La proposta di legge
Nel frattempo ci ha pensato appunto Tavernise che ha depositato una proposta di legge, composta appunto da sette articoli. L’obiettivo come detto è quello di arginare la cronica mancanza di personale nelle aziende sanitarie calabresi recuperando il maggior numero di medici, infermieri e ausiliari possibili; dall’altra si vuole mettere fine alla cattiva prassi in base alla quale molti operatori sanitari vengono collocati in uffici amministrativi, evitando così di operare, per la qualifica per la quale sono stati assunti, in corsia.
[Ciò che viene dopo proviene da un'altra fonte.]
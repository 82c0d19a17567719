// Copyright (c) 2025, The Ruskit Authors
// MIT License
// All rights reserved.

//! # Delivered Messages
//!
//! A broker delivery is turned into a [`ConsumerMessage`] handed to user
//! handlers, wrapped in an [`Envelope`] that keeps a back-reference to the
//! channel it arrived on. Settlement goes through the [`DeliveryChannel`]
//! seam so dispatch logic does not depend on a live broker.

use crate::{definition::RedeliveryPolicy, errors::AmqpError, handler::HandlerError};
use async_trait::async_trait;
use lapin::{
    message::Delivery,
    options::{BasicAckOptions, BasicNackOptions, BasicPublishOptions, BasicRejectOptions},
    types::{AMQPValue, FieldTable},
    BasicProperties, Channel,
};
use serde::de::DeserializeOwned;
use std::sync::Arc;
use tracing::error;

/// Constant for the x-death header used in RabbitMQ's dead-lettering mechanism
pub const AMQP_HEADERS_X_DEATH: &str = "x-death";
/// Constant for the count field in the x-death header
pub const AMQP_HEADERS_COUNT: &str = "count";
/// Delivery counter maintained by quorum queues
pub const AMQP_HEADERS_DELIVERY_COUNT: &str = "x-delivery-count";

/// Message handed to a [`crate::handler::ConsumerHandler`].
#[derive(Debug, Clone, Default)]
pub struct ConsumerMessage {
    pub consumer: String,
    pub exchange: String,
    pub routing_key: String,
    pub msg_type: String,
    pub delivery_tag: u64,
    pub redelivered: bool,
    pub data: Vec<u8>,
    pub properties: BasicProperties,
}

impl ConsumerMessage {
    pub fn new(consumer: &str, data: &[u8]) -> ConsumerMessage {
        ConsumerMessage {
            consumer: consumer.to_owned(),
            data: data.to_vec(),
            ..ConsumerMessage::default()
        }
    }

    pub fn from_delivery(consumer: &str, delivery: Delivery) -> ConsumerMessage {
        let msg_type = match delivery.properties.kind() {
            Some(kind) => kind.to_string(),
            None => String::default(),
        };

        ConsumerMessage {
            consumer: consumer.to_owned(),
            exchange: delivery.exchange.to_string(),
            routing_key: delivery.routing_key.to_string(),
            msg_type,
            delivery_tag: delivery.delivery_tag,
            redelivered: delivery.redelivered,
            data: delivery.data,
            properties: delivery.properties,
        }
    }

    pub fn with_delivery_tag(mut self, tag: u64) -> Self {
        self.delivery_tag = tag;
        self
    }

    pub fn with_routing_key(mut self, key: &str) -> Self {
        self.routing_key = key.to_owned();
        self
    }

    pub fn with_headers(mut self, headers: FieldTable) -> Self {
        self.properties = self.properties.with_headers(headers);
        self
    }

    pub fn redelivered(mut self) -> Self {
        self.redelivered = true;
        self
    }

    pub fn headers(&self) -> FieldTable {
        self.properties.headers().clone().unwrap_or_default()
    }

    /// Deserializes the JSON payload.
    pub fn json<T: DeserializeOwned>(&self) -> Result<T, HandlerError> {
        serde_json::from_slice(&self.data).map_err(|err| HandlerError::Payload(err.to_string()))
    }

    /// Number of times this message was already redelivered.
    ///
    /// Highest value among the policy's counter header, the first `x-death`
    /// entry and the quorum queue delivery counter.
    pub fn retry_count(&self, policy: &RedeliveryPolicy) -> u32 {
        let Some(headers) = self.properties.headers() else {
            return 0;
        };
        let headers = headers.inner();

        let counter = headers
            .get(policy.count_header.as_str())
            .and_then(amqp_int);

        let x_death = headers
            .get(AMQP_HEADERS_X_DEATH)
            .and_then(|value| value.as_array())
            .and_then(|deaths| deaths.as_slice().first())
            .and_then(|death| death.as_field_table())
            .and_then(|death| death.inner().get(AMQP_HEADERS_COUNT))
            .and_then(amqp_int);

        let deliveries = headers
            .get(AMQP_HEADERS_DELIVERY_COUNT)
            .and_then(amqp_int);

        [counter, x_death, deliveries]
            .into_iter()
            .flatten()
            .max()
            .map(|count| count.clamp(0, u32::MAX as i64) as u32)
            .unwrap_or_default()
    }
}

fn amqp_int(value: &AMQPValue) -> Option<i64> {
    match value {
        AMQPValue::ShortShortInt(v) => Some(*v as i64),
        AMQPValue::ShortShortUInt(v) => Some(*v as i64),
        AMQPValue::ShortInt(v) => Some(*v as i64),
        AMQPValue::ShortUInt(v) => Some(*v as i64),
        AMQPValue::LongInt(v) => Some(*v as i64),
        AMQPValue::LongUInt(v) => Some(*v as i64),
        AMQPValue::LongLongInt(v) => Some(*v),
        _ => None,
    }
}

/// Settlement and republish operations of the channel a message arrived on.
#[cfg_attr(test, mockall::automock)]
#[async_trait]
pub trait DeliveryChannel: Send + Sync {
    async fn ack(&self, delivery_tag: u64) -> Result<(), AmqpError>;

    async fn nack(&self, delivery_tag: u64, requeue: bool) -> Result<(), AmqpError>;

    async fn reject(&self, delivery_tag: u64, requeue: bool) -> Result<(), AmqpError>;

    async fn publish(
        &self,
        exchange: &str,
        routing_key: &str,
        payload: &[u8],
        properties: BasicProperties,
    ) -> Result<(), AmqpError>;
}

#[async_trait]
impl DeliveryChannel for Channel {
    async fn ack(&self, delivery_tag: u64) -> Result<(), AmqpError> {
        self.basic_ack(delivery_tag, BasicAckOptions { multiple: false })
            .await
            .map_err(|err| {
                error!(error = err.to_string(), "error while ack msg");
                AmqpError::AckMessageError
            })
    }

    async fn nack(&self, delivery_tag: u64, requeue: bool) -> Result<(), AmqpError> {
        self.basic_nack(
            delivery_tag,
            BasicNackOptions {
                multiple: false,
                requeue,
            },
        )
        .await
        .map_err(|err| {
            error!(error = err.to_string(), "error while nack msg");
            AmqpError::NackMessageError
        })
    }

    async fn reject(&self, delivery_tag: u64, requeue: bool) -> Result<(), AmqpError> {
        self.basic_reject(delivery_tag, BasicRejectOptions { requeue })
            .await
            .map_err(|err| {
                error!(error = err.to_string(), "error while reject msg");
                AmqpError::RejectMessageError
            })
    }

    async fn publish(
        &self,
        exchange: &str,
        routing_key: &str,
        payload: &[u8],
        properties: BasicProperties,
    ) -> Result<(), AmqpError> {
        match self
            .basic_publish(
                exchange,
                routing_key,
                BasicPublishOptions::default(),
                payload,
                properties,
            )
            .await
        {
            Err(err) => {
                error!(error = err.to_string(), "error publishing message");
                Err(AmqpError::PublishingError)
            }
            _ => Ok(()),
        }
    }
}

/// A delivered message and the channel that has to settle it.
#[derive(Clone)]
pub struct Envelope {
    pub message: ConsumerMessage,
    pub channel: Arc<dyn DeliveryChannel>,
}

impl Envelope {
    pub fn new(message: ConsumerMessage, channel: Arc<dyn DeliveryChannel>) -> Envelope {
        Envelope { message, channel }
    }
}

#[cfg(test)]
mod tests {
    use super::*;
    use lapin::types::{FieldArray, ShortString};
    use std::collections::BTreeMap;

    fn headers(entries: Vec<(&str, AMQPValue)>) -> FieldTable {
        let mut map = BTreeMap::new();
        for (key, value) in entries {
            map.insert(ShortString::from(key), value);
        }
        FieldTable::from(map)
    }

    fn x_death(count: i64) -> AMQPValue {
        AMQPValue::FieldArray(FieldArray::from(vec![AMQPValue::FieldTable(headers(
            vec![(AMQP_HEADERS_COUNT, AMQPValue::LongLongInt(count))],
        ))]))
    }

    #[test]
    fn message_without_headers_was_never_retried() {
        let msg = ConsumerMessage::new("orders", b"{}");

        assert_eq!(msg.retry_count(&RedeliveryPolicy::default()), 0);
    }

    #[test]
    fn retry_count_reads_x_death() {
        let msg = ConsumerMessage::new("orders", b"{}")
            .with_headers(headers(vec![(AMQP_HEADERS_X_DEATH, x_death(2))]));

        assert_eq!(msg.retry_count(&RedeliveryPolicy::default()), 2);
    }

    #[test]
    fn retry_count_takes_the_highest_counter() {
        let msg = ConsumerMessage::new("orders", b"{}").with_headers(headers(vec![
            (AMQP_HEADERS_X_DEATH, x_death(1)),
            ("x-retry-count", AMQPValue::LongInt(4)),
            (AMQP_HEADERS_DELIVERY_COUNT, AMQPValue::LongLongInt(3)),
        ]));

        assert_eq!(msg.retry_count(&RedeliveryPolicy::default()), 4);
    }

    #[test]
    fn retry_count_header_is_configurable() {
        let policy = RedeliveryPolicy {
            count_header: "x-attempts".to_owned(),
            ..RedeliveryPolicy::default()
        };
        let msg = ConsumerMessage::new("orders", b"{}")
            .with_headers(headers(vec![("x-attempts", AMQPValue::ShortUInt(6))]));

        assert_eq!(msg.retry_count(&policy), 6);
        assert_eq!(msg.retry_count(&RedeliveryPolicy::default()), 0);
    }

    #[test]
    fn payload_is_deserialized_from_json() {
        #[derive(serde::Deserialize)]
        struct Order {
            id: u32,
        }

        let msg = ConsumerMessage::new("orders", br#"{"id": 10}"#);
        assert_eq!(msg.json::<Order>().unwrap().id, 10);

        let broken = ConsumerMessage::new("orders", b"not json");
        assert!(matches!(
            broken.json::<Order>(),
            Err(HandlerError::Payload(_))
        ));
    }
}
Naturalmente Tavernise non vuole gettare il bambino con l’acqua sporca per cui la legge non si applica per le persone che sono state collocate altrove per problemi fisici o gravi patologie certificate. Ma anche su questo, sul fronte dei controlli, la legge introduce novità con l’istituzione di una visita medico collegiale, a cadenza annuale, per verificare la persistenza dell’impedimento. La legge prevede infine che chi abbia svolto per dieci anni mansioni diverse da quelle per cui era stato assunto non dovrà essere ricollocato nella mansione originaria. La ratio è evidente: ad un chirurgo che per esempio non abbia operato per tutto questo tempo è anche pericoloso mettergli un bisturi in mano.
Come funzionerà
La norma prevede che entro sessanta giorni dall’eventuale entrata in vigore della legge, le aziende sanitarie, le aziende ospedaliere e quelle universitarie compiano una ricognizione dei sanitari adibiti ad altre funzioni e poi, nei casi previsti, ordinino il rientro nei ruoli previsti. Sarà sempre cura delle aziende inviare all’assessorato per la Tutela della Salute il resoconto delle determinazioni assunte a seguito dell’attività ricognitiva, certificando l’insussistenza di ulteriori casi di svolgimento di mansioni difformi da quelle del profilo professionale di appartenenza. Insomma un giro di vite ad una pratica che, come ha detto lo stesso Occhiuto, è sedimentata da anni, ma che adesso la disastrata sanità calabrese non può davvero più permettersi.